I am given $\Phi=\sum_{i=1}^{k} a_{i}(\mathbf{x}) d x_{i}$ and want to show that $d\Phi=0$ if and only if $$\frac{\partial a_{i}(\mathbf{x})}{\partial x_{j}}=\frac{\partial a_{j}(\mathbf{x})}{\partial x_{i}}$$ This is how I started \begin{aligned} d \Phi &=\sum_{i=1}^{k} d a_{i}(\mathbf{x}) \wedge d x_{i} \\ &=\sum_{i=1}^{k} \sum_{j=1}^{k} \frac{\partial a_{i}(\mathbf{x})}{\partial x_{j}} d x_{j} \wedge d x_{i} \end{aligned}
but I don't know how go from there, can someone please guide me? And how would I use the equation given to me above?

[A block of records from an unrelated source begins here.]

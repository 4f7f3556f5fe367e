//! An injectable metrics registry.
//!
//! The Design Notes call out that the metrics registry must not be a
//! process-wide singleton: every component that wants to record a counter
//! or gauge receives a `Metrics` handle at construction, the same way the
//! teacher passes `Arc<DashMap<..>>` state into its components rather than
//! reaching for `lazy_static`.

use std::sync::{
  atomic::{AtomicI64, AtomicU64, Ordering},
  Arc,
};

use dashmap::DashMap;

#[derive(Debug, Default)]
struct Counter(AtomicU64);
#[derive(Debug, Default)]
struct Gauge(AtomicI64);

/// A cheap-to-clone handle to a set of named counters and gauges.
#[derive(Clone, Default)]
pub struct Metrics {
  counters: Arc<DashMap<&'static str, Counter>>,
  gauges: Arc<DashMap<&'static str, Gauge>>,
}

impl Metrics {
  pub fn new() -> Self {
    Self::default()
  }

  pub fn incr(&self, name: &'static str) {
    self.incr_by(name, 1);
  }

  pub fn incr_by(&self, name: &'static str, delta: u64) {
    self
      .counters
      .entry(name)
      .or_default()
      .0
      .fetch_add(delta, Ordering::Relaxed);
  }

  pub fn counter(&self, name: &'static str) -> u64 {
    self
      .counters
      .get(name)
      .map(|c| c.0.load(Ordering::Relaxed))
      .unwrap_or(0)
  }

  pub fn set_gauge(&self, name: &'static str, value: i64) {
    self
      .gauges
      .entry(name)
      .or_default()
      .0
      .store(value, Ordering::Relaxed);
  }

  pub fn gauge(&self, name: &'static str) -> i64 {
    self
      .gauges
      .get(name)
      .map(|g| g.0.load(Ordering::Relaxed))
      .unwrap_or(0)
  }
}

#[cfg(test)]
mod test {
  use super::Metrics;

  #[test]
  fn counters_accumulate_independently() {
    let m = Metrics::new();
    m.incr("blocks_accepted");
    m.incr("blocks_accepted");
    m.incr("blocks_rejected");
    assert_eq!(m.counter("blocks_accepted"), 2);
    assert_eq!(m.counter("blocks_rejected"), 1);
    assert_eq!(m.counter("unknown"), 0);
  }

  #[test]
  fn gauges_overwrite() {
    let m = Metrics::new();
    m.set_gauge("mempool_size", 10);
    m.set_gauge("mempool_size", 3);
    assert_eq!(m.gauge("mempool_size"), 3);
  }

  #[test]
  fn cloned_handles_share_state() {
    let m = Metrics::new();
    let clone = m.clone();
    clone.incr("x");
    assert_eq!(m.counter("x"), 1);
  }
}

The wedge product $\wedge$ is alternating, meaning that for all $i, j$ with $1 \leq i,j \leq k$ one has $$ dx_j \wedge dx_i = - dx_i \wedge dx_j. $$ Therefore not all the terms in the double sum are linearly independent, some even vanish (when $i = j$): you are allowed to only sum over pairs $(i,j)$ such that $i < j$. $$d\Phi = \sum_{i=1}^{k} \sum_{j=1}^{k} \frac{\partial a_{i}(\mathbf{x})}{\partial x_{j}} d x_{j} \wedge d x_{i} = \sum_{i<j} \left(\frac{\partial a_{i}(\mathbf{x})}{\partial x_{j}} - \frac{\partial a_{j}(\mathbf{x})}{\partial x_{i}} \right) d x_{i} \wedge d x_{j}.$$ On the RHS there are now no redundant terms (indeed the set $\{dx_i\wedge dx_j\}_{i<j}$ forms a basis of the space of $2$-forms), and the components that appear in front of $dx_i \wedge dx_j$ are the actual components of $d\Phi$.
Now you may easily see the equivalence between the two conditions.